Poolse Delingen
Met de Poolse Delingen (1772, 1793 en 1795) verdeelden Rusland, Oostenrijk en Pruisen onderling in drie stappen het sterk verzwakte Pools-Litouws Gemenebest, dat daardoor in 1795 van de Europese kaart verdween.[1]
Inhoud
1 Achtergrond
2 De drie delingen
2.1 Eerste Poolse Deling
2.2 Tweede Poolse Deling
2.3 Derde Poolse Deling
3 De "vierde deling"
4 Referentie
Achtergrond
Polen-Litouwen was sinds de institutionalisering van het liberum veto, volgens welk elk lid van de Sejm (het parlement) vetorecht had, nauwelijks meer tot politieke actie in staat en werd een speelbal van verschillende Poolse adellijke fracties en buitenlandse machten. Na de dood van koning August III van Polen (1763) bewerkstelligde tsarina Catharina de Grote dat haar gunsteling Stanislaus August Poniatowski tot koning werd gekozen. Deze probeerde door hervormingen de vrijwel onbeperkte macht van de adel in te perken. Dit stuitte echter op tegenstand van een groot deel van de adel en van de buurlanden Rusland en Pruisen, die vreesden dat een hervormd Polen aan hun invloed zou ontglippen.

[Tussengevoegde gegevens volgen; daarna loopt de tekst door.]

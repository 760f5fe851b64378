use std::collections::HashMap;

use async_trait::async_trait;
use chrono::Utc;
use serde_json::{Map, Value};
use tokio::sync::RwLock;
use uuid::Uuid;

use crate::filter::ListQuery;

use super::store::{Document, DocumentStore, Page, StoreError};

/// Process-local store; collections keep insertion order
#[derive(Debug, Default)]
pub struct MemoryStore {
    collections: RwLock<HashMap<String, Vec<Document>>>,
}

impl MemoryStore {
    pub fn new() -> Self {
        Self::default()
    }
}

#[async_trait]
impl DocumentStore for MemoryStore {
    async fn ping(&self) -> Result<(), StoreError> {
        Ok(())
    }

    async fn list(&self, collection: &str, query: &ListQuery) -> Result<Page, StoreError> {
        let collections = self.collections.read().await;
        let Some(docs) = collections.get(collection) else {
            return Ok(Page::default());
        };

        let matching: Vec<&Document> = docs
            .iter()
            .rev()
            .filter(|d| query.predicates.iter().all(|p| p.matches(&d.body)))
            .collect();

        let total = matching.len() as u64;
        let items = matching
            .into_iter()
            .skip(usize::try_from(query.offset).unwrap_or(usize::MAX))
            .take(query.limit as usize)
            .cloned()
            .collect();

        Ok(Page { items, total })
    }

    async fn get(&self, collection: &str, id: Uuid) -> Result<Option<Document>, StoreError> {
        let collections = self.collections.read().await;
        Ok(collections
            .get(collection)
            .and_then(|docs| docs.iter().find(|d| d.id == id))
            .cloned())
    }

    async fn insert(&self, collection: &str, body: Map<String, Value>) -> Result<Document, StoreError> {
        let now = Utc::now();
        let doc = Document {
            id: Uuid::new_v4(),
            body,
            created_at: now,
            updated_at: now,
        };
        let mut collections = self.collections.write().await;
        collections
            .entry(collection.to_string())
            .or_default()
            .push(doc.clone());
        Ok(doc)
    }

    async fn update(
        &self,
        collection: &str,
        id: Uuid,
        patch: Map<String, Value>,
    ) -> Result<Option<Document>, StoreError> {
        let mut collections = self.collections.write().await;
        let Some(doc) = collections
            .get_mut(collection)
            .and_then(|docs| docs.iter_mut().find(|d| d.id == id))
        else {
            return Ok(None);
        };
        doc.body.extend(patch);
        doc.updated_at = Utc::now();
        Ok(Some(doc.clone()))
    }

    async fn delete(&self, collection: &str, id: Uuid) -> Result<bool, StoreError> {
        let mut collections = self.collections.write().await;
        let Some(docs) = collections.get_mut(collection) else {
            return Ok(false);
        };
        let before = docs.len();
        docs.retain(|d| d.id != id);
        Ok(docs.len() != before)
    }
}
// handlers/mod.rs - route handlers grouped by surface
//
// resource: generic CRUD over the business collections (/api/:resource)
// delivery: delivery actions (/api/deliveries/:id/cancel|complete)
// health:   liveness and database connectivity (/health)
// auth:     session introspection (/api/auth/*)

pub mod auth;
pub mod delivery;
pub mod health;
pub mod resource;
mod common;

use std::sync::Arc;

use anyhow::Result;
use reqwest::StatusCode;
use serde_json::{json, Value};

async fn create(server: &common::TestServer, resource: &str, body: Value) -> Result<Value> {
    let res = server
        .client
        .post(server.url(&format!("/api/{}", resource)))
        .json(&body)
        .send()
        .await?;
    assert_eq!(res.status(), StatusCode::CREATED);
    let body = res.json::<Value>().await?;
    Ok(body["data"].clone())
}

async fn list(server: &common::TestServer, path: &str) -> Result<(StatusCode, Value)> {
    let res = server.client.get(server.url(path)).send().await?;
    let status = res.status();
    Ok((status, res.json::<Value>().await?))
}

#[tokio::test]
async fn crud_round_trip() -> Result<()> {
    let server = common::spawn().await?;

    let created = create(&server, "customers", json!({"name": "Acme", "tier": "gold", "id": "ignored"})).await?;
    let id = created["id"].as_str().unwrap().to_string();
    assert_ne!(id, "ignored");
    assert_eq!(created["name"], "Acme");

    let res = server.client.get(server.url(&format!("/api/customers/{}", id))).send().await?;
    assert_eq!(res.status(), StatusCode::OK);
    let body = res.json::<Value>().await?;
    assert_eq!(body["success"], true);
    assert_eq!(body["message"], "Customer retrieved successfully");

    let res = server
        .client
        .put(server.url(&format!("/api/customers/{}", id)))
        .json(&json!({"tier": "silver"}))
        .send()
        .await?;
    assert_eq!(res.status(), StatusCode::OK);
    let body = res.json::<Value>().await?;
    assert_eq!(body["data"]["tier"], "silver");
    assert_eq!(body["data"]["name"], "Acme");

    let res = server.client.delete(server.url(&format!("/api/customers/{}", id))).send().await?;
    assert_eq!(res.status(), StatusCode::OK);

    let res = server.client.get(server.url(&format!("/api/customers/{}", id))).send().await?;
    assert_eq!(res.status(), StatusCode::NOT_FOUND);
    let body = res.json::<Value>().await?;
    assert_eq!(body["success"], false);
    assert!(body.get("data").is_none(), "failure envelope carried data: {}", body);

    Ok(())
}

#[tokio::test]
async fn list_paginates_with_lenient_params() -> Result<()> {
    let server = common::spawn().await?;
    for n in 0..5 {
        create(&server, "leads", json!({"name": format!("lead-{}", n)})).await?;
    }

    let (status, body) = list(&server, "/api/leads?page=abc&limit=").await?;
    assert_eq!(status, StatusCode::OK);
    assert_eq!(body["data"].as_array().unwrap().len(), 5);
    assert_eq!(body["message"], "Retrieved 5 of 5 leads");

    let (_, body) = list(&server, "/api/leads?page=2&limit=2").await?;
    let names: Vec<_> = body["data"].as_array().unwrap().iter().map(|d| d["name"].clone()).collect();
    assert_eq!(names, vec![json!("lead-2"), json!("lead-1")]);

    let (status, body) = list(&server, "/api/leads?page=0&limit=-4").await?;
    assert_eq!(status, StatusCode::OK);
    assert_eq!(body["data"].as_array().unwrap().len(), 5);

    Ok(())
}

#[tokio::test]
async fn low_stock_filters_products() -> Result<()> {
    let server = common::spawn().await?;
    create(&server, "products", json!({"name": "Bolt", "quantity": 2, "reorderLevel": 10})).await?;
    create(&server, "products", json!({"name": "Nut", "quantity": 50, "reorderLevel": 10})).await?;

    let (_, body) = list(&server, "/api/products?lowStock=true").await?;
    let items = body["data"].as_array().unwrap();
    assert_eq!(items.len(), 1);
    assert_eq!(items[0]["name"], "Bolt");

    // Anything other than the literal "true" is false and filters nothing
    let (_, body) = list(&server, "/api/products?lowStock=1").await?;
    assert_eq!(body["data"].as_array().unwrap().len(), 2);

    Ok(())
}

#[tokio::test]
async fn critical_and_passthrough_filters() -> Result<()> {
    let server = common::spawn().await?;
    create(&server, "service-tickets", json!({"subject": "Leak", "priority": "critical", "status": "open"})).await?;
    create(&server, "service-tickets", json!({"subject": "Noise", "priority": "low", "status": "open"})).await?;
    create(&server, "service-tickets", json!({"subject": "Crack", "priority": "critical", "status": "closed"})).await?;

    let (_, body) = list(&server, "/api/service-tickets?critical=true").await?;
    assert_eq!(body["data"].as_array().unwrap().len(), 2);

    let (_, body) = list(&server, "/api/service-tickets?critical=true&status=open").await?;
    let items = body["data"].as_array().unwrap();
    assert_eq!(items.len(), 1);
    assert_eq!(items[0]["subject"], "Leak");

    let (_, body) = list(&server, "/api/service-tickets?search=NOI").await?;
    assert_eq!(body["data"][0]["subject"], "Noise");

    // Cache busters do not narrow the list
    let (_, body) = list(&server, "/api/service-tickets?_t=1700000000").await?;
    assert_eq!(body["data"].as_array().unwrap().len(), 3);

    Ok(())
}

#[tokio::test]
async fn invalid_requests_are_enveloped() -> Result<()> {
    let server = common::spawn().await?;

    let (status, body) = list(&server, "/api/widgets").await?;
    assert_eq!(status, StatusCode::NOT_FOUND);
    assert_eq!(body, json!({"success": false, "error": "Unknown resource 'widgets'"}));

    let res = server.client.get(server.url("/api/products/not-a-uuid")).send().await?;
    assert_eq!(res.status(), StatusCode::BAD_REQUEST);

    let res = server.client.post(server.url("/api/products")).json(&json!([1, 2])).send().await?;
    assert_eq!(res.status(), StatusCode::BAD_REQUEST);
    let body = res.json::<Value>().await?;
    assert_eq!(body["error"], "Request body must be a JSON object");

    Ok(())
}

#[tokio::test]
async fn store_failures_become_generic_500() -> Result<()> {
    let server = common::spawn_with(Arc::new(common::FailingStore)).await?;

    let (status, body) = list(&server, "/api/customers").await?;
    assert_eq!(status, StatusCode::INTERNAL_SERVER_ERROR);
    assert_eq!(body["success"], false);
    let error = body["error"].as_str().unwrap();
    assert!(!error.contains("DATABASE_URL"), "leaked internal error: {}", error);

    Ok(())
}
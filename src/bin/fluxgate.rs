//! fluxgate proxy binary.
//!
//! Loads the JSON cluster config for one named node, builds the routing
//! core and serves the HTTP front door until SIGINT/SIGTERM.

use fluxgate::api;
use fluxgate::cluster::Cluster;
use fluxgate::config::FileConfigSource;

use clap::Parser;
use tokio::signal;
use tracing::{info, Level};
use tracing_subscriber::FmtSubscriber;

/// fluxgate: sharding and high-availability proxy for InfluxDB
#[derive(Parser, Debug)]
#[command(author, version, about, long_about = None)]
struct Args {
    /// Path to the JSON config file
    #[arg(long, env = "FLUXGATE_CONFIG", default_value = "proxy.json")]
    config: String,

    /// Node name to select from the NODES section
    #[arg(long, env = "FLUXGATE_NODE", default_value = "default")]
    node: String,

    /// Directory for per-backend retry spools
    #[arg(long, env = "FLUXGATE_STORE_DIR", default_value = "data")]
    store_dir: String,

    /// Log level
    #[arg(long, default_value = "info")]
    log_level: String,
}

#[tokio::main]
async fn main() -> Result<(), Box<dyn std::error::Error>> {
    let args = Args::parse();

    let log_level = match args.log_level.to_lowercase().as_str() {
        "trace" => Level::TRACE,
        "debug" => Level::DEBUG,
        "info" => Level::INFO,
        "warn" => Level::WARN,
        "error" => Level::ERROR,
        _ => Level::INFO,
    };
    FmtSubscriber::builder()
        .with_max_level(log_level)
        .with_target(true)
        .init();

    info!(config = %args.config, node = %args.node, "starting fluxgate");

    let source = FileConfigSource::new(&args.config, &args.node)?;
    let nodecfg = source.load_node();
    if nodecfg.listen_addr.is_empty() {
        return Err("no listen address configured for this node".into());
    }

    let cluster = Cluster::new(&nodecfg, &args.store_dir)?;
    cluster.load_config(&source).await?;
    cluster.start_statistics();

    let listener = tokio::net::TcpListener::bind(&nodecfg.listen_addr).await?;
    info!(addr = %nodecfg.listen_addr, "listening");

    let app = api::build_router(cluster.clone());
    axum::serve(listener, app)
        .with_graceful_shutdown(shutdown_signal())
        .await?;

    info!("shutting down");
    cluster.close().await;

    Ok(())
}

async fn shutdown_signal() {
    let ctrl_c = async {
        signal::ctrl_c()
            .await
            .expect("Failed to install Ctrl+C handler");
    };

    #[cfg(unix)]
    let terminate = async {
        signal::unix::signal(signal::unix::SignalKind::terminate())
            .expect("Failed to install signal handler")
            .recv()
            .await;
    };

    #[cfg(not(unix))]
    let terminate = std::future::pending::<()>();

    tokio::select! {
        _ = ctrl_c => {},
        _ = terminate => {},
    }
}
//! Request counters with point-in-time snapshots.
//!
//! Handlers increment atomics on a live block; the statistics tick swaps
//! in a fresh block (a single `Arc` replace, so readers never see a torn
//! struct) and serializes the displaced one as a line-protocol point.

use parking_lot::RwLock;
use std::collections::BTreeMap;
use std::sync::atomic::{AtomicI64, Ordering};
use std::sync::Arc;

/// One block of live counters.
#[derive(Debug, Default)]
pub struct Statistics {
    pub query_requests: AtomicI64,
    pub query_requests_fail: AtomicI64,
    pub write_requests: AtomicI64,
    pub write_requests_fail: AtomicI64,
    pub ping_requests: AtomicI64,
    pub ping_requests_fail: AtomicI64,
    pub points_written: AtomicI64,
    pub points_written_fail: AtomicI64,
    pub write_request_duration: AtomicI64,
    pub query_request_duration: AtomicI64,
}

impl Statistics {
    /// Serialize as a `statistics` measurement with the given tags and a
    /// nanosecond timestamp. Field keys match what downstream dashboards
    /// already graph.
    pub fn to_line(&self, tags: &BTreeMap<String, String>, timestamp_ns: i64) -> String {
        let mut line = String::from("statistics");
        for (k, v) in tags {
            if v.is_empty() {
                continue;
            }
            line.push(',');
            line.push_str(k);
            line.push('=');
            line.push_str(v);
        }
        let fields = [
            ("statQueryRequest", &self.query_requests),
            ("statQueryRequestFail", &self.query_requests_fail),
            ("statWriteRequest", &self.write_requests),
            ("statWriteRequestFail", &self.write_requests_fail),
            ("statPingRequest", &self.ping_requests),
            ("statPingRequestFail", &self.ping_requests_fail),
            ("statPointsWritten", &self.points_written),
            ("statPointsWrittenFail", &self.points_written_fail),
            ("statQueryRequestDuration", &self.query_request_duration),
            ("statWriteRequestDuration", &self.write_request_duration),
        ];
        for (i, (key, value)) in fields.iter().enumerate() {
            line.push(if i == 0 { ' ' } else { ',' });
            line.push_str(key);
            line.push('=');
            line.push_str(&value.load(Ordering::Relaxed).to_string());
            line.push('i');
        }
        line.push(' ');
        line.push_str(&timestamp_ns.to_string());
        line
    }
}

/// Holds the live block and performs the snapshot swap.
#[derive(Default)]
pub struct StatsRecorder {
    live: RwLock<Arc<Statistics>>,
}

impl StatsRecorder {
    /// The current live block; increment its fields directly.
    pub fn current(&self) -> Arc<Statistics> {
        self.live.read().clone()
    }

    /// Replace the live block with a fresh one and return the snapshot.
    pub fn swap(&self) -> Arc<Statistics> {
        let mut live = self.live.write();
        std::mem::replace(&mut *live, Arc::new(Statistics::default()))
    }
}
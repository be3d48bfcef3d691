//! Stateless client to one upstream database.
//!
//! Holds two reqwest clients (writes and queries carry very different
//! timeouts) and a cached health flag refreshed by a background ping
//! task. Status mapping is the durability contract: 400/404 are terminal
//! and the caller drops the payload, everything else is retryable.

use crate::config::{BackendConfig, BasicAuth};
use crate::{Error, Result};
use bytes::Bytes;
use http::{header, Method, StatusCode};
use std::sync::atomic::{AtomicBool, Ordering};
use std::sync::Arc;
use std::time::Duration;
use tokio_util::sync::CancellationToken;
use tracing::warn;

/// A query to forward upstream: the original method plus the full form
/// parameter set, passed through verbatim.
#[derive(Debug, Clone)]
pub struct QueryRequest {
    pub method: Method,
    pub db: String,
    pub q: String,
    pub params: Vec<(String, String)>,
}

/// Buffered upstream response: status, the two headers the proxy cares
/// about, and the raw (possibly gzipped) body.
#[derive(Debug, Clone)]
pub struct UpstreamResponse {
    pub status: StatusCode,
    pub content_type: Option<String>,
    pub content_encoding: Option<String>,
    pub body: Bytes,
}

/// Client to one upstream database instance.
pub struct HttpBackend {
    name: String,
    url: String,
    db: String,
    zone: String,
    basic_auth: Option<BasicAuth>,
    write_only: bool,
    client_write: reqwest::Client,
    client_query: reqwest::Client,
    active: Arc<AtomicBool>,
    shutdown: CancellationToken,
}

impl HttpBackend {
    /// Build the clients and start the health probe.
    pub fn new(name: &str, cfg: &BackendConfig) -> Result<Self> {
        let client_write = reqwest::Client::builder()
            .timeout(Duration::from_millis(cfg.timeout_write))
            .build()?;
        let client_query = reqwest::Client::builder()
            .timeout(Duration::from_millis(cfg.timeout_query))
            .build()?;

        let active = Arc::new(AtomicBool::new(true));
        let shutdown = CancellationToken::new();
        spawn_health_probe(
            name.to_string(),
            cfg.url.clone(),
            client_write.clone(),
            active.clone(),
            Duration::from_millis(cfg.check_interval),
            shutdown.clone(),
        );

        Ok(Self {
            name: name.to_string(),
            url: cfg.url.trim_end_matches('/').to_string(),
            db: cfg.db.clone(),
            zone: cfg.zone.clone(),
            basic_auth: cfg.basic_auth.clone(),
            write_only: cfg.write_only,
            client_write,
            client_query,
            active,
            shutdown,
        })
    }

    pub fn name(&self) -> &str {
        &self.name
    }

    pub fn db(&self) -> &str {
        &self.db
    }

    pub fn zone(&self) -> &str {
        &self.zone
    }

    pub fn is_write_only(&self) -> bool {
        self.write_only
    }

    /// Cached upstream health; fails closed while the upstream is
    /// unreachable.
    pub fn is_active(&self) -> bool {
        self.active.load(Ordering::Acquire)
    }

    /// POST a pre-gzipped line-protocol batch to the upstream write
    /// endpoint.
    pub async fn write_compressed(&self, payload: Bytes) -> Result<()> {
        let mut req = self
            .client_write
            .post(format!("{}/write", self.url))
            .query(&[("db", self.db.as_str())])
            .header(header::CONTENT_ENCODING, "gzip")
            .header(header::CONTENT_TYPE, "text/plain")
            .body(payload);
        if let Some(auth) = &self.basic_auth {
            req = req.basic_auth(&auth.username, Some(&auth.password));
        }

        let resp = req
            .send()
            .await
            .map_err(|e| Error::Upstream(e.to_string()))?;
        match resp.status() {
            s if s.is_success() => Ok(()),
            StatusCode::BAD_REQUEST => Err(Error::BadRequest),
            StatusCode::NOT_FOUND => Err(Error::NotFound),
            s => Err(Error::Upstream(format!("write returned {s}"))),
        }
    }

    /// Forward a query request verbatim and buffer the response. Only
    /// transport failures error; upstream HTTP errors proxy through.
    pub async fn query_resp(&self, req: &QueryRequest) -> Result<UpstreamResponse> {
        let url = format!("{}/query", self.url);
        let mut r = if req.method == Method::POST {
            self.client_query.post(&url).form(&req.params)
        } else {
            self.client_query.get(&url).query(&req.params)
        };
        if let Some(auth) = &self.basic_auth {
            r = r.basic_auth(&auth.username, Some(&auth.password));
        }

        let resp = r
            .send()
            .await
            .map_err(|e| Error::Upstream(e.to_string()))?;
        let status = resp.status();
        let content_type = header_value(resp.headers(), header::CONTENT_TYPE);
        let content_encoding = header_value(resp.headers(), header::CONTENT_ENCODING);
        let body = resp
            .bytes()
            .await
            .map_err(|e| Error::Upstream(e.to_string()))?;

        Ok(UpstreamResponse {
            status,
            content_type,
            content_encoding,
            body,
        })
    }

    /// Stop the health probe.
    pub fn close(&self) {
        self.shutdown.cancel();
    }
}

fn header_value(headers: &header::HeaderMap, name: header::HeaderName) -> Option<String> {
    headers
        .get(name)
        .and_then(|v| v.to_str().ok())
        .map(String::from)
}

fn spawn_health_probe(
    name: String,
    url: String,
    client: reqwest::Client,
    active: Arc<AtomicBool>,
    interval: Duration,
    shutdown: CancellationToken,
) {
    let ping_url = format!("{}/ping", url.trim_end_matches('/'));
    tokio::spawn(async move {
        let mut ticker = tokio::time::interval(interval);
        ticker.set_missed_tick_behavior(tokio::time::MissedTickBehavior::Delay);
        loop {
            tokio::select! {
                _ = shutdown.cancelled() => break,
                _ = ticker.tick() => {
                    let up = match client.get(&ping_url).send().await {
                        Ok(resp) => resp.status().is_success(),
                        Err(_) => false,
                    };
                    let was = active.swap(up, Ordering::Release);
                    if was != up {
                        warn!(backend = %name, up, "upstream health changed");
                    }
                }
            }
        }
    });
}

De overweldigende Russische overwinningen in de Russisch-Turkse Oorlog van 1768 brachten dit land in conflict met Oostenrijk, dat was verontrust door de Russische opmars bij de Donau. De Pruisische koning Frederik de Grote buitte de situatie uit en stelde zich als bemiddelaar op. Hij stelde voor dat Rusland, om een oorlog met Oostenrijk te vermijden, zou afzien van expansie in het Donaugebied. Het land zou moeten worden "gecompenseerd" met een deel van Polen. Om Oostenrijk tevreden te stellen zou ook dit land een stuk Polen krijgen en ook Pruisen zou moeten meedelen omdat Oostenrijk anders verhoudingsgewijs te groot zou worden.
De drie delingen
Eerste Poolse Deling
Het verdrag dat leidde tot de Eerste Poolse Deling werd gesloten op 19 februari 1772. Met de uitvoering werd officieel begonnen op 5 augustus 1772. Al daarvóór waren buitenlandse troepen Polen binnengevallen. Polen-Litouwen verloor door het delingsverdrag de helft van zijn bevolking en een derde van zijn totale oppervlakte. Rusland kreeg delen van Litouwen en Wit-Rusland ten oosten van de Westelijke Dvina en de Dnjepr, in totaal circa 93.000 km² met 1,3 miljoen inwoners. Oostenrijk annexeerde Klein-Polen, het westen van Podolië en Galicië, in totaal circa 85.000 km² met 2 miljoen inwoners. Pruisen ten slotte kreeg het kleinste deel. Het annexeerde het Netzedistrict, Ermland en West-Pruisen (Pommerellen en Kulmerland), in totaal 35.000 km² met 356.000 inwoners, maar nog zonder de stad Danzig (Gdańsk), die Catharina de Grote economisch en strategisch te waardevol vond om aan Pruisen af te staan. De stad versterkte haar autonomie tegenover het machteloze hof in Warschau.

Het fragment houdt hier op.